══ Supplied data ══

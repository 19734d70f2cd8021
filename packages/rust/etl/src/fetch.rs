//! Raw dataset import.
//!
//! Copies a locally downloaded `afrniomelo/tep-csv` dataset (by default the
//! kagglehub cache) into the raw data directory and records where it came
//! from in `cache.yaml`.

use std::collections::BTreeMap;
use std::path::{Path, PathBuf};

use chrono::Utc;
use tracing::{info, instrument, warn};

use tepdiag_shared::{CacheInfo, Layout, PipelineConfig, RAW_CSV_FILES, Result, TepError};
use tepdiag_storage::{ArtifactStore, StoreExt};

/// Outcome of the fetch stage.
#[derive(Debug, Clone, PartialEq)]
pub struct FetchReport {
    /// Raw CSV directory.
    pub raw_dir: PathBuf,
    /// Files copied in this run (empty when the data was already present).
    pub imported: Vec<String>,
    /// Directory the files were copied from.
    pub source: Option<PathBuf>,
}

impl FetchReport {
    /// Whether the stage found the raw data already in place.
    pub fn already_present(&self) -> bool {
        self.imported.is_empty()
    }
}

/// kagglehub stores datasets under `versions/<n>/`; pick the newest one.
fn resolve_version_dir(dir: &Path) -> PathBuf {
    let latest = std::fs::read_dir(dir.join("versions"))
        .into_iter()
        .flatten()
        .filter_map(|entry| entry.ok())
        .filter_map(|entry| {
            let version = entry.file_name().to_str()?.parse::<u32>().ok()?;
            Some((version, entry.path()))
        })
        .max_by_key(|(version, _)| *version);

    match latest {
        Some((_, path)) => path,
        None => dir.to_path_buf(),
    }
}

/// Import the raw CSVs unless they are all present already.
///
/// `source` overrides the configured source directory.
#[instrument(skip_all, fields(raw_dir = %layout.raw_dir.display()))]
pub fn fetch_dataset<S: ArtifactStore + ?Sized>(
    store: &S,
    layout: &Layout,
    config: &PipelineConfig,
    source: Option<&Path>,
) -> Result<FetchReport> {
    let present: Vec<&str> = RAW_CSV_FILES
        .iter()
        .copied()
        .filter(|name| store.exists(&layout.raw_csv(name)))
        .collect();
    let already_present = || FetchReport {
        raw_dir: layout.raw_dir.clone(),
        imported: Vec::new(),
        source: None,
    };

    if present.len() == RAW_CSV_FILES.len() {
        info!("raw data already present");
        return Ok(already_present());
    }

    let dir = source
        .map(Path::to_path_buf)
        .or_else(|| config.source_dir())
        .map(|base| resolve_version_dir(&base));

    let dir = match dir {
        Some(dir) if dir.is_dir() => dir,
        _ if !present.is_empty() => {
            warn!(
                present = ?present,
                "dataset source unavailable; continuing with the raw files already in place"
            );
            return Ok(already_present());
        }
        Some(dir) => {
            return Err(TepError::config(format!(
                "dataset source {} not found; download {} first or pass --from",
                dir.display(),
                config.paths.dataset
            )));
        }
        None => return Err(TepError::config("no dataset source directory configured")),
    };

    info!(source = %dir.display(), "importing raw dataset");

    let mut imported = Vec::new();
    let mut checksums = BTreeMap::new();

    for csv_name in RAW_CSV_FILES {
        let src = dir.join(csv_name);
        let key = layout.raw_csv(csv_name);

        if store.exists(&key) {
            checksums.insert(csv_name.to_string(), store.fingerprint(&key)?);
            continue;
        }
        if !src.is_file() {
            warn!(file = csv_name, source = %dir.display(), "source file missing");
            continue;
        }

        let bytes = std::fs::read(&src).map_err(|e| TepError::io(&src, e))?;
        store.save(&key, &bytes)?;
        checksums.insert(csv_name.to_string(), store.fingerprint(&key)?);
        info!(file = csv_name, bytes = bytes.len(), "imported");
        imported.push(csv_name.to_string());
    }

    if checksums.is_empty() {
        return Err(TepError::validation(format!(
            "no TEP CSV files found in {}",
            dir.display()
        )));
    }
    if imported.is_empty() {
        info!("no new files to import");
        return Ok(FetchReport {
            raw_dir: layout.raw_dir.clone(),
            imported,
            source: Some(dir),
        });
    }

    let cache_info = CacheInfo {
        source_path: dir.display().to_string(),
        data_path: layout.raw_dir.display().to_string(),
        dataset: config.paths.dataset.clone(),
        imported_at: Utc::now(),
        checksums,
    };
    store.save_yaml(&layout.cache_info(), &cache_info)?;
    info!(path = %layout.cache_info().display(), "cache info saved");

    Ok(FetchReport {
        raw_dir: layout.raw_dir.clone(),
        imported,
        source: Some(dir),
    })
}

═══

▶ [Instructions to follow]: If a line in the records includes "from", it counts toward the total; report that total by itself.

▶ [Task result]: 3